In bocca al lupo, Scuola
di Nisia Pacelli
Suona la campanella per mezzo milione di studenti che in questi giorni ritornano tra i banchi di scuola. E che rientro! Ce n’è per tutti: obbligo scolastico, prof. fannulloni, tabelline e tempo pieno…
È un ritorno all’essenziale, secondo il Ministro Fioroni, che nel presentare le Nuove Indicazioni per la scuola dell’infanzia e del primo ciclo di istruzione si pone in netta polemica con la morattiana scuola delle tre i-internet,inglese,impresa.
Superata la scuola dei programmi (ora semplici canovacci) si passa a quella delle competenze: cosa sapranno e sapranno fare al termine di ogni segmento scolastico, perché la sfida del terzo millennio sarà quella di aiutare lo studente nel maturare la capacità di “imparare ad apprendere” per costruire e trasformare saperi nuovi e vecchi, incalzati dall’evoluzione sempre più rapida delle conoscenze.
La scuola del futuro, dunque, dovrà fornire agli studenti la capacità di imparare a progettare, comunicare, collaborare e partecipare, agire in modo autonomo e responsabile, risolvere i problemi, individuare collegamenti e relazioni e acquisire ed interpretare le informazioni. Competenze che saranno curate dai professori di tutte le materie. La scuola del presente, intanto,è quella che vede annualmente 19.000 studenti in fuga dalle scuole superiori di II grado dopo il primo anno di studi, 890.000 giovani senza diploma superiore (1 su 5 è senza licenza media), l’incremento del 18,1% di studenti stranieri senza un aumento consistente e proporzionale delle immissioni in ruolo dell’organico docente.
Ben venga, allora, l’innalzamento dell’obbligo scolastico fino a 16 anni se, e solo se, rappresenta davvero un’opportunità in più per tutti, capace di valorizzare soprattutto quegli studenti maggiormente in difficoltà, di offrire loro la possibilità di guardare al futuro a testa alta e di affacciarsi al mondo del lavoro con una speranza fondata. In nessun modo, l’obbligo scolastico deve diventare lo spauracchio mediatico contro la dispersione scolastica, almeno non l’unico.

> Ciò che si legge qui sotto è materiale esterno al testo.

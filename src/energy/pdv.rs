//! Drone with inductive and acoustic power transfer.

use std::f64::consts::PI;

use serde::{Deserialize, Serialize};

use super::{ChargeCost, EnergyCostModel, TravelCost};
use crate::models::{Target, VehicleState};

const SECONDS_PER_HOUR: f64 = 3600.0;

/// Vehicle parameters.
#[derive(Debug, Clone, PartialEq, Serialize, Deserialize)]
#[serde(default)]
pub struct PdvParameters {
    /// Battery budget [Wh].
    pub capacity: f64,
    /// Power draw while flying or hovering [W].
    pub power: f64,
    /// Cruise speed [m/h].
    pub speed: f64,
    /// Positioning time above each node [h].
    pub hover_time: f64,
    /// RF to DC efficiency of the inductive link.
    pub ipt_efficiency: f64,
    /// Extra energy kept on top of the flight home [Wh].
    pub reserve: f64,
}

impl Default for PdvParameters {
    fn default() -> Self {
        Self {
            capacity: 187.0,
            power: 363.888,
            speed: 21_600.0,
            hover_time: 5.6e-3,
            ipt_efficiency: 0.5,
            reserve: 0.0,
        }
    }
}

/// Acoustic side-charge parameters.
#[derive(Debug, Clone, PartialEq, Serialize, Deserialize)]
#[serde(default)]
pub struct AcousticParameters {
    /// Neighbours must be strictly closer than this [m].
    pub radius: f64,
    /// Neighbours must be strictly farther than this [m].
    pub min_separation: f64,
    /// Carrier frequency [Hz].
    pub frequency: f64,
    /// Material attenuation coefficient.
    pub alpha: f64,
    /// Frequency exponent of the attenuation.
    pub efficiency_exponent: f64,
    /// Piezo transducer efficiency, applied at both ends.
    pub piezo_efficiency: f64,
    /// Acoustic to DC conversion efficiency.
    pub acoustic_to_dc: f64,
    /// Energy sent to each neighbour [J].
    pub energy_sent: f64,
}

impl Default for AcousticParameters {
    fn default() -> Self {
        Self {
            radius: 0.7,
            min_separation: 0.05,
            frequency: 47_500.0,
            alpha: 3.21,
            efficiency_exponent: 8.58e-3,
            piezo_efficiency: 0.9,
            acoustic_to_dc: 0.98,
            energy_sent: 12.0,
        }
    }
}

/// Stock energy model.
///
/// Flying and hovering draw constant power. Refilling a node costs its
/// deficit divided by the inductive efficiency.
///
/// # Examples
///
/// ```
/// use pdv_routing::energy::{EnergyCostModel, PdvEnergyModel};
/// use pdv_routing::models::{Point, Target, VehicleState};
///
/// let model = PdvEnergyModel::default();
/// let leg = model.leg_cost(21_600.0);
/// assert!((leg.time - 1.0).abs() < 1e-12);
/// assert!((leg.energy - 363.888).abs() < 1e-9);
///
/// let t = Target::new(0, Point::new(1.0, 1.0), 1800.0, 1800.0);
/// let c = model.charge_cost(&VehicleState::at_depot(187.0), &t);
/// // hover 363.888 W × 5.6e-3 h plus 1800 J / (0.5 × 3600)
/// assert!((c.energy - (363.888 * 5.6e-3 + 1.0)).abs() < 1e-9);
/// ```
#[derive(Debug, Clone, PartialEq, Default, Serialize, Deserialize)]
pub struct PdvEnergyModel {
    vehicle: PdvParameters,
    acoustic: AcousticParameters,
}

impl PdvEnergyModel {
    /// Creates a model from explicit parameters.
    pub fn new(vehicle: PdvParameters, acoustic: AcousticParameters) -> Self {
        Self { vehicle, acoustic }
    }

    /// Overrides the battery budget.
    pub fn with_capacity(mut self, capacity: f64) -> Self {
        self.vehicle.capacity = capacity;
        self
    }

    /// Keeps `reserve` Wh unused on top of the flight home.
    pub fn with_reserve(mut self, reserve: f64) -> Self {
        self.vehicle.reserve = reserve;
        self
    }

    /// Vehicle parameters.
    pub fn vehicle(&self) -> &PdvParameters {
        &self.vehicle
    }

    /// Acoustic parameters.
    pub fn acoustic(&self) -> &AcousticParameters {
        &self.acoustic
    }

    fn attenuation(&self) -> f64 {
        let a = &self.acoustic;
        (2.0 * PI * a.frequency).powf(a.efficiency_exponent) * a.alpha
    }
}

impl EnergyCostModel for PdvEnergyModel {
    fn capacity(&self) -> f64 {
        self.vehicle.capacity
    }

    fn reserve(&self) -> f64 {
        self.vehicle.reserve
    }

    fn leg_cost(&self, distance: f64) -> TravelCost {
        let time = if self.vehicle.speed > 0.0 {
            distance / self.vehicle.speed
        } else {
            0.0
        };
        TravelCost {
            distance,
            time,
            energy: self.vehicle.power * time,
        }
    }

    fn charge_cost(&self, _vehicle: &VehicleState, target: &Target) -> ChargeCost {
        let hover = self.vehicle.power * self.vehicle.hover_time;
        let transfer = if self.vehicle.ipt_efficiency > 0.0 {
            target.energy_deficit() / (self.vehicle.ipt_efficiency * SECONDS_PER_HOUR)
        } else {
            0.0
        };
        ChargeCost {
            time: self.vehicle.hover_time,
            energy: hover + transfer,
        }
    }

    fn acoustic_sent(&self) -> f64 {
        self.acoustic.energy_sent
    }

    fn acoustic_delivery(&self, distance: f64) -> f64 {
        let a = &self.acoustic;
        let gain = (-self.attenuation() * distance).exp();
        a.piezo_efficiency * a.piezo_efficiency * a.acoustic_to_dc * gain * a.energy_sent
    }

    fn in_acoustic_range(&self, distance: f64) -> bool {
        distance > self.acoustic.min_separation && distance < self.acoustic.radius
    }
}

#[cfg(test)]
mod tests {
    use super::*;
    use crate::models::Point;

    #[test]
    fn test_defaults() {
        let m = PdvEnergyModel::default();
        assert_eq!(m.capacity(), 187.0);
        assert_eq!(m.reserve(), 0.0);
        assert_eq!(m.acoustic_sent(), 12.0);
    }

    #[test]
    fn test_leg_cost_linear() {
        let m = PdvEnergyModel::default();
        let a = m.leg_cost(100.0);
        let b = m.leg_cost(200.0);
        assert!((b.energy - 2.0 * a.energy).abs() < 1e-12);
        assert_eq!(a.distance, 100.0);
    }

    #[test]
    fn test_acoustic_delivery_decays() {
        let m = PdvEnergyModel::default();
        let near = m.acoustic_delivery(0.1);
        let far = m.acoustic_delivery(0.6);
        assert!(near > far);
        assert!(near < 12.0 * 0.9 * 0.9 * 0.98);
        assert!(far > 0.0);
    }

    #[test]
    fn test_acoustic_range_bounds() {
        let m = PdvEnergyModel::default();
        assert!(!m.in_acoustic_range(0.05));
        assert!(m.in_acoustic_range(0.3));
        assert!(!m.in_acoustic_range(0.7));
    }

    #[test]
    fn test_cluster() {
        let m = PdvEnergyModel::default();
        let all = vec![
            Target::new(0, Point::new(10.0, 10.0), 20.0, 37.5),
            Target::new(1, Point::new(10.3, 10.0), 20.0, 37.5),
            Target::new(2, Point::new(12.0, 10.0), 20.0, 37.5),
            Target::new(3, Point::new(10.0, 10.02), 20.0, 37.5),
        ];
        assert_eq!(m.acoustic_cluster_of(&all[0], &all), vec![1]);
    }

    #[test]
    fn test_builders() {
        let m = PdvEnergyModel::default().with_capacity(12.0).with_reserve(0.0);
        assert_eq!(m.capacity(), 12.0);
        assert_eq!(m.reserve(), 0.0);
        assert_eq!(m.vehicle().power, 363.888);
        assert_eq!(m.acoustic().radius, 0.7);
    }
}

L’emorragia studentesca che vede tristemente protagonista la nostra scuola non può essere affrontata esclusivamente con interventi legislativi e, soprattutto, da un’unica agenzia educativa: sappiamo che dietro ogni abbandono c’è una storia che coinvolge almeno uno, se non tutti, dei seguenti fattori: la famiglia, il contesto sociale, l’inserimento problematico nel gruppo classe e nella relazione con i docenti, etc. La complessa gestione di tutte queste variabili chiede la partecipazione di numerose professionalità, interventi collegiali e mediati, la nascita di una rete per accompagnare la crescita dei giovani in difficoltà, per sostenere la fatica del percorso di studi e per assicurare il successo formativo. Diversamente, della scuola non resteranno che i comunicati stampa…
Sono stati giorni d’intenso dibattito mediatico, in particolare, dopo la presentazione delle “Disposizioni urgenti per assicurare l’ordinato avvio dell’anno scolastico 2007/2008”. Si sono sprecate parole sulla “linea dura” adottata dal Ministro Fioroni contro i prof. fannulloni e contro i privatisti alla maturità. È stato reintrodotto il tempo pieno alla scuola primaria ed è ritornata l’ammissione agli esami di terza media, cancellata dall’accavallarsi di norme diverse non adeguatamente coordinate.
Interventi importanti, un po’ disorganici ( proverbiale è, ormai, il “cacciavite” di Fioroni!), a volte in contraddizione. Ad esempio, si ripristina il tempo pieno ma in Luglio sono stati tagliati gli organici, si parla di rigore ma si introducono provvedimenti aperti all’arbitrio in materia disciplinare per i docenti e studenti (a breve saranno emanate anche le modifiche che inaspriscono le sanzioni disciplinari previste dallo Statuto delle Studentesse e degli Studenti).
Intanto, l’anno scolastico è iniziato. Tanti studenti sono pronti (più o meno) per incominciare questa nuova avventura. Tanti docenti volenterosi e mal pagati sono pronti (più o meno) per dedicare energie e passione ad altrettanti studenti un po’ bulli e un po’ sgobboni. A tutti uno scaramantico “in bocca al lupo” perché, infondo, il carrozzone della scuola va avanti da sé!